Your goal
Output everything in the listing exactly.

Available records

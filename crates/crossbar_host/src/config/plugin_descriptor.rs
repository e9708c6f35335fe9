use std::{
    collections::{BTreeMap, HashMap},
    os::unix::fs::PermissionsExt,
    path::{Path, PathBuf},
    sync::Arc,
    time::Duration,
};

use crossbar_protocol::filename::{self, DEFAULT_INTERVAL};
use crossbar_shared_util::PluginId;

use super::HostConfig;
use crate::error::LoadError;

/// Static metadata of a plugin. Created once when the plugin directory is loaded, and never changed afterwards.
#[derive(Debug, Clone, PartialEq, Eq)]
pub struct PluginDescriptor {
    /// The file name of the plugin, i.e. `weather.30m.py`.
    pub id: PluginId,
    /// The name part of the file name, i.e. `weather`.
    pub name: String,
    pub interval: Duration,
    pub path: PathBuf,
    /// The directory containing the plugin. Plugins are always run from here.
    pub working_dir: PathBuf,
    pub timeout: Duration,
    /// Environment variables added on top of the environment of the host.
    pub env: BTreeMap<String, String>,
}

/// How deep into subdirectories of the plugin directory plugins are searched for.
const MAX_SCAN_DEPTH: usize = 1;

/// Load all plugins in the given directory, in a stable order.
///
/// Only an unreadable plugin directory is an error. Problems with individual files are logged and the file is
/// either skipped (not executable) or loaded with a fallback interval (malformed file name).
pub fn load_plugins(directory: &Path, config: &HostConfig) -> Result<Vec<Arc<PluginDescriptor>>, LoadError> {
    match std::fs::metadata(directory) {
        Ok(meta) if !meta.is_dir() => return Err(LoadError::NotADirectory(directory.to_path_buf())),
        Ok(_) => {}
        Err(err) if err.kind() == std::io::ErrorKind::NotFound => return Err(LoadError::Missing(directory.to_path_buf())),
        Err(source) => return Err(LoadError::Unreadable { path: directory.to_path_buf(), source }),
    }

    let mut candidates = Vec::new();
    collect_candidates(directory, 0, &mut candidates)
        .map_err(|source| LoadError::Unreadable { path: directory.to_path_buf(), source })?;

    let mut plugins: Vec<Arc<PluginDescriptor>> = Vec::new();
    let mut positions: HashMap<(String, Duration), usize> = HashMap::new();
    for path in candidates {
        let Some(descriptor) = descriptor_for(&path, config) else { continue };
        let key = (descriptor.name.clone(), descriptor.interval);
        match positions.get(&key) {
            Some(&idx) => {
                log::warn!(
                    "Plugins {} and {} both resolve to `{}` running every {}. Using {}",
                    plugins[idx].path.display(),
                    descriptor.path.display(),
                    descriptor.name,
                    filename::format_interval(descriptor.interval),
                    descriptor.path.display(),
                );
                plugins[idx] = Arc::new(descriptor);
            }
            None => {
                positions.insert(key, plugins.len());
                plugins.push(Arc::new(descriptor));
            }
        }
    }

    log::info!("Loaded {} plugins from {}", plugins.len(), directory.display());
    Ok(plugins)
}

/// Collect all non-hidden files in `dir` and its subdirectories (up to [`MAX_SCAN_DEPTH`]), sorted by path.
fn collect_candidates(dir: &Path, depth: usize, out: &mut Vec<PathBuf>) -> std::io::Result<()> {
    let mut entries = std::fs::read_dir(dir)?.map(|entry| entry.map(|e| e.path())).collect::<std::io::Result<Vec<_>>>()?;
    entries.sort();

    for path in entries {
        let hidden = path.file_name().and_then(|name| name.to_str()).map_or(true, |name| name.starts_with('.'));
        if hidden {
            continue;
        }
        match std::fs::metadata(&path) {
            Ok(meta) if meta.is_dir() && depth < MAX_SCAN_DEPTH => {
                if let Err(err) = collect_candidates(&path, depth + 1, out) {
                    log::warn!("Skipping plugin subdirectory {}: {}", path.display(), err);
                }
            }
            Ok(meta) if meta.is_file() => out.push(path),
            Ok(_) => {}
            Err(err) => log::warn!("Skipping {}: {}", path.display(), err),
        }
    }
    Ok(())
}

fn descriptor_for(path: &Path, config: &HostConfig) -> Option<PluginDescriptor> {
    let file_name = path.file_name()?.to_str()?;

    match std::fs::metadata(path) {
        Ok(meta) if meta.permissions().mode() & 0o111 == 0 => {
            log::warn!("Skipping plugin {}: file is not executable", path.display());
            return None;
        }
        Ok(_) => {}
        Err(err) => {
            log::warn!("Skipping plugin {}: {}", path.display(), err);
            return None;
        }
    }

    let parsed = filename::parse_file_name(file_name);
    if let Err(err) = &parsed.interval {
        log::warn!(
            "Could not read the refresh interval of plugin {} ({}). Running it every {}",
            path.display(),
            err,
            filename::format_interval(DEFAULT_INTERVAL)
        );
    }

    if config.plugin_config(file_name, &parsed.name).is_some_and(|cfg| !cfg.enabled) {
        log::info!("Plugin {} is disabled in the configuration", file_name);
        return None;
    }

    Some(PluginDescriptor {
        id: PluginId::from(file_name),
        interval: parsed.interval_or_default(),
        path: path.to_path_buf(),
        working_dir: path.parent().map(Path::to_path_buf).unwrap_or_default(),
        timeout: config.timeout_for(file_name, &parsed.name),
        env: config.environment_for(file_name, &parsed.name),
        name: parsed.name,
    })
}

Task answer
filename crates/crossbar_host/src/config/plugin_descriptor.rs
repository e9708c6f35335fe9
use std::{
    collections::{BTreeMap, HashMap},
    os::unix::fs::PermissionsExt,
    path::{Path, PathBuf},
    sync::Arc,
    time::Duration,
};

use crossbar_protocol::filename::{self, DEFAULT_INTERVAL};
use crossbar_shared_util::PluginId;

use super::HostConfig;
use crate::error::LoadError;

/// Static metadata of a plugin. Created once when the plugin directory is loaded, and never changed afterwards.
#[derive(Debug, Clone, PartialEq, Eq)]
pub struct PluginDescriptor {
    /// The file name of the plugin, i.e. `weather.30m.py`.
    pub id: PluginId,
    /// The name part of the file name, i.e. `weather`.
    pub name: String,
    pub interval: Duration,
    pub path: PathBuf,
    /// The directory containing the plugin. Plugins are always run from here.
    pub working_dir: PathBuf,
    pub timeout: Duration,
    /// Environment variables added on top of the environment of the host.
    pub env: BTreeMap<String, String>,
}

/// How deep into subdirectories of the plugin directory plugins are searched for.
const MAX_SCAN_DEPTH: usize = 1;

/// Load all plugins in the given directory, in a stable order.
///
/// Only an unreadable plugin directory is an error. Problems with individual files are logged and the file is
/// either skipped (not executable) or loaded with a fallback interval (malformed file name).
pub fn load_plugins(directory: &Path, config: &HostConfig) -> Result<Vec<Arc<PluginDescriptor>>, LoadError> {
    match std::fs::metadata(directory) {
        Ok(meta) if !meta.is_dir() => return Err(LoadError::NotADirectory(directory.to_path_buf())),
        Ok(_) => {}
        Err(err) if err.kind() == std::io::ErrorKind::NotFound => return Err(LoadError::Missing(directory.to_path_buf())),
        Err(source) => return Err(LoadError::Unreadable { path: directory.to_path_buf(), source }),
    }

    let mut candidates = Vec::new();
    collect_candidates(directory, 0, &mut candidates)
        .map_err(|source| LoadError::Unreadable { path: directory.to_path_buf(), source })?;

    let mut plugins: Vec<Arc<PluginDescriptor>> = Vec::new();
    let mut positions: HashMap<(String, Duration), usize> = HashMap::new();
    for path in candidates {
        let Some(descriptor) = descriptor_for(&path, config) else { continue };
        let key = (descriptor.name.clone(), descriptor.interval);
        match positions.get(&key) {
            Some(&idx) => {
                log::warn!(
                    "Plugins {} and {} both resolve to `{}` running every {}. Using {}",
                    plugins[idx].path.display(),
                    descriptor.path.display(),
                    descriptor.name,
                    filename::format_interval(descriptor.interval),
                    descriptor.path.display(),
                );
                plugins[idx] = Arc::new(descriptor);
            }
            None => {
                positions.insert(key, plugins.len());
                plugins.push(Arc::new(descriptor));
            }
        }
    }

    log::info!("Loaded {} plugins from {}", plugins.len(), directory.display());
    Ok(plugins)
}

/// Collect all non-hidden files in `dir` and its subdirectories (up to [`MAX_SCAN_DEPTH`]), sorted by path.
fn collect_candidates(dir: &Path, depth: usize, out: &mut Vec<PathBuf>) -> std::io::Result<()> {
    let mut entries = std::fs::read_dir(dir)?.map(|entry| entry.map(|e| e.path())).collect::<std::io::Result<Vec<_>>>()?;
    entries.sort();

    for path in entries {
        let hidden = path.file_name().and_then(|name| name.to_str()).map_or(true, |name| name.starts_with('.'));
        if hidden {
            continue;
        }
        match std::fs::metadata(&path) {
            Ok(meta) if meta.is_dir() && depth < MAX_SCAN_DEPTH => {
                if let Err(err) = collect_candidates(&path, depth + 1, out) {
                    log::warn!("Skipping plugin subdirectory {}: {}", path.display(), err);
                }
            }
            Ok(meta) if meta.is_file() => out.push(path),
            Ok(_) => {}
            Err(err) => log::warn!("Skipping {}: {}", path.display(), err),
        }
    }
    Ok(())
}

fn descriptor_for(path: &Path, config: &HostConfig) -> Option<PluginDescriptor> {
    let file_name = path.file_name()?.to_str()?;

    match std::fs::metadata(path) {
        Ok(meta) if meta.permissions().mode() & 0o111 == 0 => {
            log::warn!("Skipping plugin {}: file is not executable", path.display());
            return None;
        }
        Ok(_) => {}
        Err(err) => {
            log::warn!("Skipping plugin {}: {}", path.display(), err);
            return None;
        }
    }

    let parsed = filename::parse_file_name(file_name);
    if let Err(err) = &parsed.interval {
        log::warn!(
            "Could not read the refresh interval of plugin {} ({}). Running it every {}",
            path.display(),
            err,
            filename::format_interval(DEFAULT_INTERVAL)
        );
    }

    if config.plugin_config(file_name, &parsed.name).is_some_and(|cfg| !cfg.enabled) {
        log::info!("Plugin {} is disabled in the configuration", file_name);
        return None;
    }

    Some(PluginDescriptor {
        id: PluginId::from(file_name),
        interval: parsed.interval_or_default(),
        path: path.to_path_buf(),
        working_dir: path.parent().map(Path::to_path_buf).unwrap_or_default(),
        timeout: config.timeout_for(file_name, &parsed.name),
        env: config.environment_for(file_name, &parsed.name),
        name: parsed.name,
    })
}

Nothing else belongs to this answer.